Faraday instability has a wide range of applications in the field of fluid mechanics and other fields. For example, Faraday instability can be used to make measurement equipment or measure material parameters, such as measuring the surface tension of soft materials [7], developing new photonic devices [8,9], metamaterials [10,11], etc. In addition, it has potential applications in biology [12] and medicine, such as application in cell culture patterns [13,14] and detecting physiological processes of organisms [15]. It can also be used to monitor and control animal behavior such as earthworms [16], sense and modify soil structure as well as to increase crop yields [17,18,19], medical examinations of medical ultrasound and photoacoustic imaging modalities [20], Brillouin Light Scattering spectroscopy [21], laser vibrometry [22] and develop new methods of eradicating viruses and bacteria [23,24,25].

In recent years, people have carried out in-depth research and exploration of Faraday instability. For example, Lyubimova et al. studied Faraday waves on band patterns under zero gravity conditions [26]. Lioubashevski et al. conducted Faraday instability studies on highly dissipative fluids [27,28]. In response to the Faraday instability phenomenon of viscous fluids, Kumar proposed a quantitative linear theory for viscous liquids and concluded that subharmonic resonance dominates in the case of smaller viscosity; due to the existence of a rigid substrate at the bottom, the viscosity effect is enhanced, and the double critical points of two modes may be encountered in low height containers [29]. Further, Kumar and Bajaj conducted a linear stability analysis by considering the viscous boundary conditions of the interface between two viscous fluids and concluded that the advantages of the resonant mode over other modes were mainly controlled by the ratio between the height of the container and the length of the viscous boundary on the free surface [30,31]. Christiansen et al. further found that the existence of unbounded patterns of nonlinear surface waves at a large aspect ratio has been reported in highly viscous fluids close to the Faraday instability [32,33,34,35], where wave ordering is scaffolded upon bulk frictional stresses [35,36]. Raynal et al. conducted experiments on non-Newtonian liquids and observed that the instability threshold increases with the increase in driving frequency, indicating that the viscosity of the solution will decrease instead [37]. For the study of the Faraday instability of inviscid bounded fluids, container-bounded Faraday waves have been employed to create standing patterns in inviscid liquids [11,38], in analogy with the parametric excitations of quantum condensates [39,40] and the optical lattices able to confine ultra-cold atom gases [41].

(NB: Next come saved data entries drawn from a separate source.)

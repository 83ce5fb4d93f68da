use chrono::{DateTime, Utc};
use hourglass_rs::SafeTimeProvider;

use crate::plan::InstallmentPlan;
use crate::query::{PlanFilter, PlanQuery, PlanView};

/// plan collection cache with an explicit staleness flag
///
/// the cached copy is served instantly while a background refetch runs;
/// `view` always applies the filter it is handed at call time, so a
/// refresh that lands after the user re-filters can never resurrect the
/// filter state captured when the refresh was issued
#[derive(Debug, Default)]
pub struct PlanCache {
    plans: Vec<InstallmentPlan>,
    fetched_at: Option<DateTime<Utc>>,
    stale: bool,
}

impl PlanCache {
    pub fn new() -> Self {
        Self::default()
    }

    /// whether a refresh has been requested or no fetch has happened yet
    pub fn is_stale(&self) -> bool {
        self.stale || self.fetched_at.is_none()
    }

    pub fn fetched_at(&self) -> Option<DateTime<Utc>> {
        self.fetched_at
    }

    pub fn len(&self) -> usize {
        self.plans.len()
    }

    pub fn is_empty(&self) -> bool {
        self.plans.is_empty()
    }

    /// flag the cached copy as outdated without dropping it
    pub fn mark_stale(&mut self) {
        self.stale = true;
    }

    /// replace the cached collection with freshly fetched data
    pub fn replace(&mut self, fresh: Vec<InstallmentPlan>, time_provider: &SafeTimeProvider) {
        self.plans = fresh;
        self.fetched_at = Some(time_provider.now());
        self.stale = false;
    }

    /// filtered, sorted view over the current data with the current filter
    pub fn view<'a>(
        &'a self,
        filter: &PlanFilter,
        time_provider: &SafeTimeProvider,
    ) -> PlanView<'a> {
        PlanQuery::run(&self.plans, filter, time_provider)
    }
}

In addition, the Faraday instability phenomenon has been extended to elastic bodies as well as living organisms. Müller et al. studied linear viscoelastic fluids and found that the resonance modes become harmonics in the range where the elastic force is in the same order of magnitude as the surface tension at the free boundary [34,42]. Giulia et al. conducted an experimental analysis of soft elastic bodies and used Floquet theory to describe the Faraday wave in soft elastic bodies. It was found that the Faraday wave in soft elastic bodies was dominated by harmonic resonance modes, which provided a method for distinguishing fluids from soft elastic bodies [43]. Maksymov and Pototsky excited Faraday wave in living earthworms, which can be used to detect and possibly control important physiological processes of organisms, providing a method for solving fundamental biological problems, and developing new technology for detecting and controlling biological and physiological processes in vivo [15].

The regulation of Faraday instability is very crucial for its applications. In recent decades of research, people have explored some methods to regulate Faraday instability, such as adjusting the viscosity of viscous fluid [30] and controlling boundary conditions [44,45]. In addition, Douady and Fauve conducted an experimental study of parametrically excited surface wave modes and found that the pattern wave number is fixed by the excitation frequency, whereas the shape depends on the nonlinear interaction [46]. Wright and Saylor found that Faraday waves can be used to generate linear particle patterns with controllable length scales on glass substrates [47]. Mahr and Rehberg found that parametrically driven surface waves in ferrofluids can be excited by an external oscillating magnetic field, and the static magnetic field changes the restoring force and damping coefficients of various surface waves [48]. Samanta performed Faraday instability experiments on viscous liquids on the plane of the porous layer, and found that the critical amplitude for Faraday instability decreases with increasing permeability values, and the presence of the porous layer leads to a faster transition process from subharmonic instability to harmonic instability in the wavenumber regime [49]. In addition, the conditions under which Faraday instability of the surfactant-coated liquid layer occurs were investigated [50,51]. Kharbedia et al. changed the stiffness of the fluid surface by adsorbing a rigid film of soluble surfactant on the fluid surface and then found that the stiffness of the liquid surface has an important influence on the Faraday wave formation [52]. Recently, in the field of solution of Janus colloidal particles in a solvent, by tuning the magnitude of anisotropic colloid–solvent interactions, Faraday waves of different amplitudes are generated [53,54].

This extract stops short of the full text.